A canonical model simplifies communication about things in a particular context (eg a company). Anyone within that context that the model does know what is meant when the concepts are discussed in this model. It prevents, said quite simple misunderstandings. The model is, after all, unequivocally.

How to get to these instruments.

Obviously it is very ambitious to create models that are accepted by all as credible. Since people have different views on the same issues. Each in its own perception. If the need is there, one model can form a good foundation for information architecture and has many advantages in IT architecture that are once interfaces now. That, of course, is great, but how do you develop a model where everyone in a company it is agreed? This is not easy.

No common IT discipline; involve professionals.

Where more than one person, because the phenomenon occurs that people have a different view of things. Often conflict the “images”, and requires one to watch a lot of detail, and the others are low.
If an organization is committed to instruments as described above it is important to consult experts such as:

  • Library scientists
  • linguists
  • Information technology expert with a penchant for the conceptual field of classification is preferred to professionals who have moved to the manufacturing side of the IT (e.g. developers).

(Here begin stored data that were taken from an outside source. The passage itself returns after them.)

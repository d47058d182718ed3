//! Generic header storage: case-insensitive name -> typed value or list
//! (spec §3 "Headers are a case-insensitive mapping...").

use std::fmt;

use crate::headers::{CSeq, Contact, ContentType, From, RecordRoute, Route, To};
use crate::via::Via;

/// Canonical (lowercase) header names this platform treats specially.
/// Anything else round-trips as `Header::Generic`.
pub const CANON_VIA: &str = "via";
pub const CANON_FROM: &str = "from";
pub const CANON_TO: &str = "to";
pub const CANON_CONTACT: &str = "contact";
pub const CANON_CSEQ: &str = "cseq";
pub const CANON_CALL_ID: &str = "call-id";
pub const CANON_CONTENT_LENGTH: &str = "content-length";
pub const CANON_CONTENT_TYPE: &str = "content-type";
pub const CANON_MAX_FORWARDS: &str = "max-forwards";
pub const CANON_ROUTE: &str = "route";
pub const CANON_RECORD_ROUTE: &str = "record-route";
pub const CANON_EVENT: &str = "event";
pub const CANON_EXPIRES: &str = "expires";
pub const CANON_SUBJECT: &str = "subject";
pub const CANON_SUBSCRIPTION_STATE: &str = "subscription-state";
pub const CANON_SUPPORTED: &str = "supported";

/// Compact header forms expand to their canonical name on lookup
/// (spec §3: `"v" = "via"`, `"f" = "from"`, ...), per RFC 3261 §7.3.3.
pub fn expand_compact(name: &str) -> String {
    let lower = name.to_ascii_lowercase();
    match lower.as_str() {
        "v" => CANON_VIA.to_string(),
        "f" => CANON_FROM.to_string(),
        "t" => CANON_TO.to_string(),
        "m" => CANON_CONTACT.to_string(),
        "i" => CANON_CALL_ID.to_string(),
        "l" => CANON_CONTENT_LENGTH.to_string(),
        "c" => CANON_CONTENT_TYPE.to_string(),
        "s" => CANON_SUBJECT.to_string(),
        "k" => CANON_SUPPORTED.to_string(),
        "o" => CANON_EVENT.to_string(),
        other => other.to_string(),
    }
}

/// The display (title-cased, hyphen-separated) form of a canonical name,
/// used by the serializer (spec §4.B).
pub fn display_form(canon: &str) -> String {
    if canon == CANON_CALL_ID {
        return "Call-ID".to_string();
    }
    canon
        .split('-')
        .map(|part| {
            let mut chars = part.chars();
            match chars.next() {
                Some(c) => c.to_ascii_uppercase().to_string() + chars.as_str(),
                None => String::new(),
            }
        })
        .collect::<Vec<_>>()
        .join("-")
}

/// One parsed header field. Multi-value headers (Via, Route, Record-Route,
/// Contact) appear as repeated entries under the same canonical name in a
/// `HeaderMap`.
#[derive(Debug, Clone, PartialEq, Eq)]
pub enum Header {
    Via(Via),
    From(From),
    To(To),
    Contact(Contact),
    CSeq(CSeq),
    CallId(String),
    ContentLength(u32),
    ContentType(ContentType),
    MaxForwards(u8),
    Route(Route),
    RecordRoute(RecordRoute),
    Event(String),
    Expires(u32),
    Subject(String),
    SubscriptionState(String),
    Supported(String),
    /// Unrecognized header: canonical name plus raw value.
    Generic(String, String),
}

impl Header {
    pub fn canonical_name(&self) -> String {
        match self {
            Header::Via(_) => CANON_VIA.into(),
            Header::From(_) => CANON_FROM.into(),
            Header::To(_) => CANON_TO.into(),
            Header::Contact(_) => CANON_CONTACT.into(),
            Header::CSeq(_) => CANON_CSEQ.into(),
            Header::CallId(_) => CANON_CALL_ID.into(),
            Header::ContentLength(_) => CANON_CONTENT_LENGTH.into(),
            Header::ContentType(_) => CANON_CONTENT_TYPE.into(),
            Header::MaxForwards(_) => CANON_MAX_FORWARDS.into(),
            Header::Route(_) => CANON_ROUTE.into(),
            Header::RecordRoute(_) => CANON_RECORD_ROUTE.into(),
            Header::Event(_) => CANON_EVENT.into(),
            Header::Expires(_) => CANON_EXPIRES.into(),
            Header::Subject(_) => CANON_SUBJECT.into(),
            Header::SubscriptionState(_) => CANON_SUBSCRIPTION_STATE.into(),
            Header::Supported(_) => CANON_SUPPORTED.into(),
            Header::Generic(name, _) => name.clone(),
        }
    }
}

impl fmt::Display for Header {
    fn fmt(&self, f: &mut fmt::Formatter<'_>) -> fmt::Result {
        match self {
            Header::Via(v) => write!(f, "{}", v),
            Header::From(v) | Header::To(v) | Header::Contact(v) | Header::Route(v) | Header::RecordRoute(v) => {
                write!(f, "{}", v)
            }
            Header::CSeq(v) => write!(f, "{}", v),
            Header::CallId(v) => f.write_str(v),
            Header::ContentLength(v) => write!(f, "{}", v),
            Header::ContentType(v) => write!(f, "{}", v),
            Header::MaxForwards(v) => write!(f, "{}", v),
            Header::Event(v) | Header::Subject(v) | Header::SubscriptionState(v) | Header::Supported(v) => {
                f.write_str(v)
            }
            Header::Expires(v) => write!(f, "{}", v),
            Header::Generic(_, v) => f.write_str(v),
        }
    }
}

/// Case-insensitive ordered multimap of headers, preserving arrival order
/// within a name (spec §3: "Via list order is preserved").
#[derive(Debug, Clone, Default, PartialEq, Eq)]
pub struct HeaderMap {
    entries: Vec<Header>,
}

impl HeaderMap {
    pub fn new() -> Self {
        HeaderMap { entries: Vec::new() }
    }

    pub fn push(&mut self, header: Header) {
        self.entries.push(header);
    }

    pub fn get_all(&self, name: &str) -> impl Iterator<Item = &Header> {
        let canon = expand_compact(name);
        self.entries.iter().filter(move |h| h.canonical_name() == canon)
    }

    pub fn get(&self, name: &str) -> Option<&Header> {
        self.get_all(name).next()
    }

    /// Replaces every entry under `name` with a single value, used by
    /// `set_header` (spec §4.A mutators).
    pub fn set(&mut self, name: &str, header: Header) {
        let canon = expand_compact(name);
        self.entries.retain(|h| h.canonical_name() != canon);
        self.entries.push(header);
    }

    pub fn remove(&mut self, name: &str) {
        let canon = expand_compact(name);
        self.entries.retain(|h| h.canonical_name() != canon);
    }

    pub fn iter(&self) -> impl Iterator<Item = &Header> {
        self.entries.iter()
    }

    pub fn len(&self) -> usize {
        self.entries.len()
    }

    pub fn is_empty(&self) -> bool {
        self.entries.is_empty()
    }
}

The application of these techniques requests subject matter experts from within the organization. In this manner, one can set up the first version and present them as a starting point. Do not go all together to argue otherwise it never comes to anything. Accept expertise as you also accept the authority of example, an oncologist. Sometimes you have to prevent something going proliferate to keep it valuable.

hoe zit het met SharePoint?

term store

Taxonomy, thesaurus and are directly reflected in SharePoint. The term store is a tool that term sets (taxonomies) are housed and where thesaurus functionality is possible. The setup of SharePoint offers a central term store at the farm level or tenant. The site automatically inherit collections that are within the scope of this term store the terms of this central facility. Before you go up some term set or a series of term sets is wise to have purchased more than overnight to go over it.
Think first and then act.
The transfer of taxa from the specific (local term store) to a generic (or tenant farm level) is difficult.

Centraal (generiek) of lokaal (specifiek)

Each site collection contains a term store. And at each collection site, it is possible to make specific term sets. Realize the same time that specific term sets without customization are not accessible from other site collections.

Try as much as possible to work from a central but skip the dynamics do not try immediately to arrange everything. A useful tool to bridge the setting option on the library’s “Enterprise Metadata and Keywords Settings” thus an opportunity is created to grant unsorted metadata. The results are shown in the term store and thereby provide a source to maintain the managed/graded metadata.

Relevante links

Handleiding Microsoft over termstore
Technet pagina over metadata navigatie
Technet artikel over thesaurus
Cross site publishing en catalog feature metadata to the max

Leave a comment

You must be logged in to post a comment.

Dit is een blog van Wim Mulders, 1960, Valkenswaard Dommelen. Ik schrijf vanuit een 30-jarige achtergrond in proces- en informatieontwerp. Overdag werk ik als Enterprise Content Management consultant voor Atos met meer dan 10 jaar ervaring in Microsoft / Office 365 en SharePoint. Ik schrijf daar veel materiaal, maar op mijn eigen site hoef ik niet “diplomatiek” en volgens de bedrijfsnormen te zijn. Daarom gebruik ik deze site. Om mijn eigen bericht te schrijven, in mijn eigen stijl.

Als u vragen heeft dan kunt u dit formulier gebruiken. De dialoog wordt niet publiek gevoerd.

    Privacy Preferences
    When you visit our website, it may store information through your browser from specific services, usually in form of cookies. Here you can change your privacy preferences. Please note that blocking some types of cookies may impact your experience on our website and the services we offer.